The clinical implications section discusses the potential use of ncRNAs as biomarkers and therapeutic targets. Elevated miR-29a and miR-155 levels in serum or colon biopsies show promise for early diagnosis and monitoring disease progression. However, the authors caution that most studies rely on animal models and correlative human data, necessitating rigorous validation through causal experimental designs. For therapeutic applications, the stability and specificity of ncRNA-based interventions remain challenges. CircRNAs, for example, exhibit enhanced stability in extracellular fluids, suggesting potential for noninvasive biomarkers, while lncRNAs with coding capacity could be leveraged for targeted peptide delivery.

The review also addresses limitations in current research. While in vitro and in vivo models have successfully linked ncRNA dysregulation to IBS mechanisms, human translation requires addressing variables such as genetic polymorphisms and comorbidities. Most studies lack mechanistic validation through gene rescue experiments, leaving uncertainty about whether observed ncRNA effects are direct or indirect. Additionally, the clinical relevance of identified ncRNAs is constrained by insufficient validation in large-scale trials.

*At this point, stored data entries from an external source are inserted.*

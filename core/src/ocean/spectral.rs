use std::f32::consts::TAU;

use glam::{Vec2, Vec3};
use log::debug;
use num_complex::Complex32;
use rand::{Rng, SeedableRng};
use rand_distr::StandardNormal;
use rand_pcg::Pcg64Mcg;

use super::fft::ifft_2d;
use super::{GRAVITY, OceanConfig, OceanModel, SpectralConfig, grid_index, grid_position};
use crate::error::{
    ConfigurationError, require_at_least, require_finite, require_non_negative, require_positive,
};
use crate::mesh::{Mesh, MeshBuilder, Vertex, grid_normal, push_grid_indices};

// Wave vectors shorter than this carry no energy
const MIN_WAVE_NUMBER: f32 = 1.0e-6;

pub(super) fn validate(grid_size: usize, config: &SpectralConfig) -> Result<(), ConfigurationError> {
    if !grid_size.is_power_of_two() {
        return Err(ConfigurationError::NotPowerOfTwo {
            field: "ocean.grid_size",
            value: grid_size,
        });
    }
    require_positive("ocean.spectral.wind_speed", config.wind_speed)?;
    validate_wind_direction(config.wind_direction)?;
    require_positive("ocean.spectral.amplitude", config.amplitude)?;
    require_non_negative("ocean.spectral.damping", config.damping)?;
    require_non_negative("ocean.spectral.choppiness", config.choppiness)?;
    require_positive("ocean.spectral.height_scale", config.height_scale)?;
    Ok(())
}

fn validate_wind_direction(direction: Vec2) -> Result<(), ConfigurationError> {
    require_finite("ocean.spectral.wind_direction", direction.x)?;
    require_finite("ocean.spectral.wind_direction", direction.y)?;
    require_positive("ocean.spectral.wind_direction", direction.length())
}

// Phillips spectrum
//
// `P(k) = A * exp(-1 / (k L)^2) / k^4 * (k̂ · ŵ)^2 * exp(-k^2 damping^2)`
// with `L = V^2 / g`. `wind_direction` must be normalized.
pub fn phillips(k: Vec2, config: &SpectralConfig) -> f32 {
    let k_len = k.length();
    if k_len < MIN_WAVE_NUMBER {
        return 0.0;
    }
    let k2 = k_len * k_len;
    let largest_wave = config.wind_speed * config.wind_speed / GRAVITY;
    let alignment = (k / k_len).dot(config.wind_direction);

    config.amplitude * (-1.0 / (k2 * largest_wave * largest_wave)).exp() / (k2 * k2)
        * alignment
        * alignment
        * (-k2 * config.damping * config.damping).exp()
}

// Complex sample with independent standard normal parts
fn gaussian_pair<R: Rng + ?Sized>(rng: &mut R) -> Complex32 {
    Complex32::new(rng.sample(StandardNormal), rng.sample(StandardNormal))
}

// Tessendorf ocean: a Phillips-spectrum height field evolved in the
// frequency domain and brought back to a displaced grid with an inverse FFT
// every step.
#[derive(Debug, Clone)]
pub struct SpectralOcean {
    grid_size: usize,
    length_scale: f32,
    sea_level: f32,
    config: SpectralConfig,
    seed: u64, // spectrum draws replay from here on every rebuild
    time: f32,

    // Frequency domain, row-major, lattice centred at (n/2, n/2)
    wave_vectors: Vec<Vec2>,
    h0: Vec<Complex32>,
    h0_conj: Vec<Complex32>,

    // Spatial domain
    heights: Vec<f32>,
    displacement_x: Vec<f32>,
    displacement_z: Vec<f32>,

    mesh: Mesh,
}

impl SpectralOcean {
    // Draws the spectrum seed from `rng`; the grid size must be a power of two.
    pub fn new<R: Rng + ?Sized>(config: &OceanConfig, rng: &mut R) -> Result<Self, ConfigurationError> {
        require_at_least("ocean.grid_size", config.grid_size, 2)?;
        require_positive("ocean.length_scale", config.length_scale)?;
        require_finite("ocean.sea_level", config.sea_level)?;
        validate(config.grid_size, &config.spectral)?;

        let n = config.grid_size;
        let mut spectral = config.spectral;
        spectral.wind_direction = spectral.wind_direction.normalize();

        let wave_vectors = (0..n * n)
            .map(|i| {
                let (x, z) = (i % n, i / n);
                let centred = |v: usize| TAU * (v as f32 - n as f32 / 2.0) / config.length_scale;
                Vec2::new(centred(x), centred(z))
            })
            .collect();

        let mut ocean = Self {
            grid_size: n,
            length_scale: config.length_scale,
            sea_level: config.sea_level,
            config: spectral,
            seed: rng.random(),
            time: 0.0,
            wave_vectors,
            h0: Vec::new(),
            h0_conj: Vec::new(),
            heights: vec![0.0; n * n],
            displacement_x: vec![0.0; n * n],
            displacement_z: vec![0.0; n * n],
            mesh: Mesh::default(),
        };
        ocean.initialize_spectrum();
        ocean.evaluate();
        Ok(ocean)
    }

    pub fn grid_size(&self) -> usize {
        self.grid_size
    }

    pub fn config(&self) -> &SpectralConfig {
        &self.config
    }

    pub fn sea_level(&self) -> f32 {
        self.sea_level
    }

    // Spatial-domain heights above sea level, row-major
    pub fn heights(&self) -> &[f32] {
        &self.heights
    }

    pub fn set_wind_speed(&mut self, speed: f32) -> Result<(), ConfigurationError> {
        require_positive("ocean.spectral.wind_speed", speed)?;
        self.config.wind_speed = speed;
        self.respectrum();
        Ok(())
    }

    // Any non-zero direction; stored normalized.
    pub fn set_wind_direction(&mut self, direction: Vec2) -> Result<(), ConfigurationError> {
        validate_wind_direction(direction)?;
        self.config.wind_direction = direction.normalize();
        self.respectrum();
        Ok(())
    }

    pub fn set_amplitude(&mut self, amplitude: f32) -> Result<(), ConfigurationError> {
        require_positive("ocean.spectral.amplitude", amplitude)?;
        self.config.amplitude = amplitude;
        self.respectrum();
        Ok(())
    }

    pub fn set_damping(&mut self, damping: f32) -> Result<(), ConfigurationError> {
        require_non_negative("ocean.spectral.damping", damping)?;
        self.config.damping = damping;
        self.respectrum();
        Ok(())
    }

    pub fn set_choppiness(&mut self, choppiness: f32) -> Result<(), ConfigurationError> {
        require_non_negative("ocean.spectral.choppiness", choppiness)?;
        self.config.choppiness = choppiness;
        self.evaluate();
        Ok(())
    }

    pub fn set_height_scale(&mut self, scale: f32) -> Result<(), ConfigurationError> {
        require_positive("ocean.spectral.height_scale", scale)?;
        self.config.height_scale = scale;
        self.evaluate();
        Ok(())
    }

    pub fn set_sea_level(&mut self, level: f32) -> Result<(), ConfigurationError> {
        require_finite("ocean.sea_level", level)?;
        self.sea_level = level;
        self.evaluate();
        Ok(())
    }

    fn respectrum(&mut self) {
        self.initialize_spectrum();
        self.evaluate();
    }

    // h0(k) and the conjugate partner at -k are drawn independently
    fn initialize_spectrum(&mut self) {
        let mut rng = Pcg64Mcg::seed_from_u64(self.seed);
        let config = self.config;
        let (h0, h0_conj): (Vec<_>, Vec<_>) = self
            .wave_vectors
            .iter()
            .map(|&k| {
                let h = gaussian_pair(&mut rng) * (phillips(k, &config) / 2.0).sqrt();
                let h_minus = gaussian_pair(&mut rng) * (phillips(-k, &config) / 2.0).sqrt();
                (h, h_minus.conj())
            })
            .unzip();
        self.h0 = h0;
        self.h0_conj = h0_conj;
        debug!(
            "spectral ocean: spectrum sampled on {n}x{n} grid, wind {:.1} m/s",
            self.config.wind_speed,
            n = self.grid_size
        );
    }

    // h(k, t) at the current clock, back to the spatial grid, into the mesh
    fn evaluate(&mut self) {
        let n = self.grid_size;
        let zero = Complex32::new(0.0, 0.0);
        let mut height = vec![zero; n * n];
        let mut slope_x = vec![zero; n * n];
        let mut slope_z = vec![zero; n * n];

        for (i, &k) in self.wave_vectors.iter().enumerate() {
            let k_len = k.length();
            let omega = (GRAVITY * k_len).sqrt();
            let phase = Complex32::from_polar(1.0, omega * self.time);
            let h = self.h0[i] * phase + self.h0_conj[i] * phase.conj();
            height[i] = h;
            if k_len >= MIN_WAVE_NUMBER {
                let ih = Complex32::i() * h;
                slope_x[i] = ih * (k.x / k_len);
                slope_z[i] = ih * (k.y / k_len);
            }
        }

        ifft_2d(&mut height, n);
        ifft_2d(&mut slope_x, n);
        ifft_2d(&mut slope_z, n);

        let scale = self.config.height_scale;
        let chop = self.config.choppiness;
        for z in 0..n {
            for x in 0..n {
                let i = z * n + x;
                // Undo the half-grid shift of the centred lattice
                let sign = if (x + z) % 2 == 0 { 1.0 } else { -1.0 };
                self.heights[i] = sign * height[i].re * scale;
                self.displacement_x[i] = sign * slope_x[i].re * chop;
                self.displacement_z[i] = sign * slope_z[i].re * chop;
            }
        }

        self.generate_mesh();
    }

    fn generate_mesh(&mut self) {
        let n = self.grid_size;
        let last = (n - 1) as f32;
        let mut mb = MeshBuilder::with_capacity(n * n, (n - 1) * (n - 1) * 6);
        for z in 0..n {
            for x in 0..n {
                let i = z * n + x;
                let position = Vec3::new(
                    grid_position(x, n, self.length_scale) + self.displacement_x[i],
                    self.sea_level + self.heights[i],
                    grid_position(z, n, self.length_scale) + self.displacement_z[i],
                );
                mb.push_vertex(Vertex::new(
                    position,
                    grid_normal(&self.heights, n, n, x, z),
                    Vec2::new(x as f32 / last, z as f32 / last),
                ));
            }
        }
        push_grid_indices(&mut mb, n, n);
        self.mesh = mb.build();
    }
}

impl OceanModel for SpectralOcean {
    fn update(&mut self, dt: f32) {
        if dt > 0.0 {
            self.time += dt;
            self.evaluate();
        }
    }

    // Reads the current grid; `time` is ignored. Outside the patch: 0.
    fn height_at(&self, x: f32, z: f32, _time: f32) -> f32 {
        let n = self.grid_size;
        match (
            grid_index(x, n, self.length_scale),
            grid_index(z, n, self.length_scale),
        ) {
            (Some(gx), Some(gz)) => self.sea_level + self.heights[gz * n + gx],
            _ => 0.0,
        }
    }

    fn mesh(&self) -> &Mesh {
        &self.mesh
    }

    fn time(&self) -> f32 {
        self.time
    }

    fn reset(&mut self) {
        self.time = 0.0;
        self.evaluate();
    }
}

Future directions emphasize the need for multi-omics approaches to comprehensively map ncRNA networks in IBS. The integration of animal models with human clinical data could accelerate the development of ncRNA-specific therapies. For instance, miRNA mimics or antagomirs targeting TRPV1 or SERT pathways have shown promise in preclinical studies, but their clinical translation requires addressing delivery challenges and assessing off-target effects. Similarly, circRNAs with inherent stability could serve as stable biomarkers, while lncRNAs with coding potential might enable novel drug designs combining RNA targeting with peptide therapy.

The paper concludes by highlighting the transformative potential of ncRNA research in IBS management. By elucidating the hierarchical regulatory networks of ncRNAs in visceral hypersensitivity, the study provides a roadmap for future investigations into biomarker development and precision therapies. However, bridging the gap between preclinical findings and clinical applications demands collaborative efforts across molecular biology, pharmacology, and clinical medicine to ensure safe and effective translation of ncRNA-based interventions.